▸ Exercise: Using "ἀρχῇ" as the search string, find the matching lines below and copy them.

▸ Exercise data:
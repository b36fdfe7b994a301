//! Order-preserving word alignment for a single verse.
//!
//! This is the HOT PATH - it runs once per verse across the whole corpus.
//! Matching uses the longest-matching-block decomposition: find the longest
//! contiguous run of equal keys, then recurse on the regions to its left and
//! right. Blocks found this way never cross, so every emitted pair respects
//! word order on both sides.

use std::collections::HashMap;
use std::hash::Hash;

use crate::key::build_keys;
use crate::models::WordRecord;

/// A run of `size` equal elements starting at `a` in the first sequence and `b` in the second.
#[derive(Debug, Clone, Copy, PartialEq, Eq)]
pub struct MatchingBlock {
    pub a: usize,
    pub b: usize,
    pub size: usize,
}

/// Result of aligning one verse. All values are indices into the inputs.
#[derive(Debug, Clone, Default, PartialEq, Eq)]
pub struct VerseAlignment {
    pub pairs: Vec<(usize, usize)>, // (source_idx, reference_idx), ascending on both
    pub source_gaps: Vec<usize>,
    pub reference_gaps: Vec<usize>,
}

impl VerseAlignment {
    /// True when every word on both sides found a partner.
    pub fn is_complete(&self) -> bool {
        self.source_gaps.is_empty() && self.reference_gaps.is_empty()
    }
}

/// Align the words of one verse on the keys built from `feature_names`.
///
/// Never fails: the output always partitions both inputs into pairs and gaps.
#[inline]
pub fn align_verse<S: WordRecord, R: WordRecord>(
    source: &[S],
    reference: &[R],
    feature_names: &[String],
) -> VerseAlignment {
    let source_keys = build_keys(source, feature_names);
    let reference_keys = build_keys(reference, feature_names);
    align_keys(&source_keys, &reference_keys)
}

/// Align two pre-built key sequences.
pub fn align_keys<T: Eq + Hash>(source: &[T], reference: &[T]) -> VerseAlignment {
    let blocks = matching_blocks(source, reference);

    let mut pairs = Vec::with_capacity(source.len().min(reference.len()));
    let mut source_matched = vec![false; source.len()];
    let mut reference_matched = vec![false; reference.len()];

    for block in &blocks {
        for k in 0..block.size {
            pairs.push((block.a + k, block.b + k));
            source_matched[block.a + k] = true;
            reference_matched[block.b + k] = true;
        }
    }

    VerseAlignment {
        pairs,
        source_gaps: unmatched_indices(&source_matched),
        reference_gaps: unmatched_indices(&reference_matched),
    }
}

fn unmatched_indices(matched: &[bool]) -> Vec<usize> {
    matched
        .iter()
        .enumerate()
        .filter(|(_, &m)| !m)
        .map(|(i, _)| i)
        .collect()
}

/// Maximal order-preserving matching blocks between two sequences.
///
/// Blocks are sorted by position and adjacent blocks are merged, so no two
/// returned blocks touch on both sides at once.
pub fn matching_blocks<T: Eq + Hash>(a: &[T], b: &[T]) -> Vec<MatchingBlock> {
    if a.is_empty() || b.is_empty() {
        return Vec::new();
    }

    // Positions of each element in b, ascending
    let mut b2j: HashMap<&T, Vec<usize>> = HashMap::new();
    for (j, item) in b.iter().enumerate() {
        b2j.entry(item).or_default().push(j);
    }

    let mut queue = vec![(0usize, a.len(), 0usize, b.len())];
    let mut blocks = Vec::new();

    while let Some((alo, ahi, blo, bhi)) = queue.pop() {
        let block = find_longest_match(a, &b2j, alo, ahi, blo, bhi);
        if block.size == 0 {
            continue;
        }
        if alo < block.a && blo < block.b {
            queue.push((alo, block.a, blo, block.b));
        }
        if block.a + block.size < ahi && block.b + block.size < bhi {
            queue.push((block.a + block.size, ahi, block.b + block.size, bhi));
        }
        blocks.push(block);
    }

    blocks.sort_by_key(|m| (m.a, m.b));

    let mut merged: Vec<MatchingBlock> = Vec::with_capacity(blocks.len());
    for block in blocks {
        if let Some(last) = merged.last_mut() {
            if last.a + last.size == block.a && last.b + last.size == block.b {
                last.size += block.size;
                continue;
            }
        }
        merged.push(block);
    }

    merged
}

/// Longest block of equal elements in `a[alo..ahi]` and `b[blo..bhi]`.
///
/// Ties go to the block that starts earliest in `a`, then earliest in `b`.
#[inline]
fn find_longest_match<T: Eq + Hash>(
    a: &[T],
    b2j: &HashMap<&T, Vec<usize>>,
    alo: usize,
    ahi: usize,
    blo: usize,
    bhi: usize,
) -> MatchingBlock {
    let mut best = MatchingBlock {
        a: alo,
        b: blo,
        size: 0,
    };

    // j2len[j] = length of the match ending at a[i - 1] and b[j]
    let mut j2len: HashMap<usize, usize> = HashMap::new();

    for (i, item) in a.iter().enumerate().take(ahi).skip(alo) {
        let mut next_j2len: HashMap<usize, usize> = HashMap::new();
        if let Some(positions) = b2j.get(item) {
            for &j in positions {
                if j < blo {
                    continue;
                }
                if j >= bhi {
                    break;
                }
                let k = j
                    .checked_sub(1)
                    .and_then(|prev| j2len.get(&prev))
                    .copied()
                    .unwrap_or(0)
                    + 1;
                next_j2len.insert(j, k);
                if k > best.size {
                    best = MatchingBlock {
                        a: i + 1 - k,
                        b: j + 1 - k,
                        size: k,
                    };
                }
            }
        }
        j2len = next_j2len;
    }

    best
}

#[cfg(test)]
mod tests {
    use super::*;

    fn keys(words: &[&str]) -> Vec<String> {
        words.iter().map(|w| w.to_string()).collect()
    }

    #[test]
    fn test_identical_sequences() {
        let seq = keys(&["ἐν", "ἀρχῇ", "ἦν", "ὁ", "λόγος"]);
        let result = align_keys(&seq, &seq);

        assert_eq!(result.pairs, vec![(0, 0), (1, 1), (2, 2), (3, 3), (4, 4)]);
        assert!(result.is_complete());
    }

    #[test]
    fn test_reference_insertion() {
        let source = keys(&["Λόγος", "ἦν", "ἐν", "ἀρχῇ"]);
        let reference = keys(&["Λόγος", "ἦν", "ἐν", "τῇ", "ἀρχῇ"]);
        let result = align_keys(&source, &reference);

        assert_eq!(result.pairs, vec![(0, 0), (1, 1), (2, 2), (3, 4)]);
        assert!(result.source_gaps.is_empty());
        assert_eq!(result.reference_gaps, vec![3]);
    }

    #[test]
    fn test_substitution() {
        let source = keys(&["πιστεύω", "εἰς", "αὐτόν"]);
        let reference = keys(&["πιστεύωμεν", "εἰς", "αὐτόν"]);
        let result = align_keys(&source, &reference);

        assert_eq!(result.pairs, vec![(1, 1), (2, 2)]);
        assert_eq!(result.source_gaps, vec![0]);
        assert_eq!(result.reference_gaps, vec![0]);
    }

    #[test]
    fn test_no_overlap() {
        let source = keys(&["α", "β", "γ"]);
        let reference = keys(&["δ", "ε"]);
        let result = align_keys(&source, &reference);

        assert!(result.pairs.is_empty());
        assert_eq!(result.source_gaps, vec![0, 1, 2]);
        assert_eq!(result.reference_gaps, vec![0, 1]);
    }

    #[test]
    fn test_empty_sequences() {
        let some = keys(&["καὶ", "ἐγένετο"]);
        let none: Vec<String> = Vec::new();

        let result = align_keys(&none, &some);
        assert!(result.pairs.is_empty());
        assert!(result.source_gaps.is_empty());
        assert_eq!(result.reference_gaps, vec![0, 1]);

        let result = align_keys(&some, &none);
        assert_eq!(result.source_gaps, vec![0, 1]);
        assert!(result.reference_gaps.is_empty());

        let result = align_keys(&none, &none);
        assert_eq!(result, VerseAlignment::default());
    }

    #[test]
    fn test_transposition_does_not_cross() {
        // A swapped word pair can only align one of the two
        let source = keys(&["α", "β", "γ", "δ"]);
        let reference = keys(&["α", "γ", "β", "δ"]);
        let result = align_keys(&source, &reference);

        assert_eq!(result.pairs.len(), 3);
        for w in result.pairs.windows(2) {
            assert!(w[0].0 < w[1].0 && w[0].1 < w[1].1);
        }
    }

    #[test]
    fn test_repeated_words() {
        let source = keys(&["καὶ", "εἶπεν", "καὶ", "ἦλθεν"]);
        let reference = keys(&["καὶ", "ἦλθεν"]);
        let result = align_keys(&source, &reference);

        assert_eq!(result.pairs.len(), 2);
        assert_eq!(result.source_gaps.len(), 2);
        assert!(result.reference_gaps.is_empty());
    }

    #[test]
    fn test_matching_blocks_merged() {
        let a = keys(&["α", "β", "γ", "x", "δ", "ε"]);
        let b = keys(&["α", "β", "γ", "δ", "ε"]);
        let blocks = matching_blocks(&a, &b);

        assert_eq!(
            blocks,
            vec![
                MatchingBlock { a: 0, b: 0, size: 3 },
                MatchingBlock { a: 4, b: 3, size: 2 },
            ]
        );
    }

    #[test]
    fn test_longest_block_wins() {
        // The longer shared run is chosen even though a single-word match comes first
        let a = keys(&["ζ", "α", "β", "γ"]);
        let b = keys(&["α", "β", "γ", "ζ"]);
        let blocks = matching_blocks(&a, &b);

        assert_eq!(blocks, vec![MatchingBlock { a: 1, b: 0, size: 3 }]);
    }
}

▸ Response to this task:
        let seq = keys(&["ἐν", "ἀρχῇ", "ἦν", "ὁ", "λόγος"]);
        let source = keys(&["Λόγος", "ἦν", "ἐν", "ἀρχῇ"]);
        let reference = keys(&["Λόγος", "ἦν", "ἐν", "τῇ", "ἀρχῇ"]);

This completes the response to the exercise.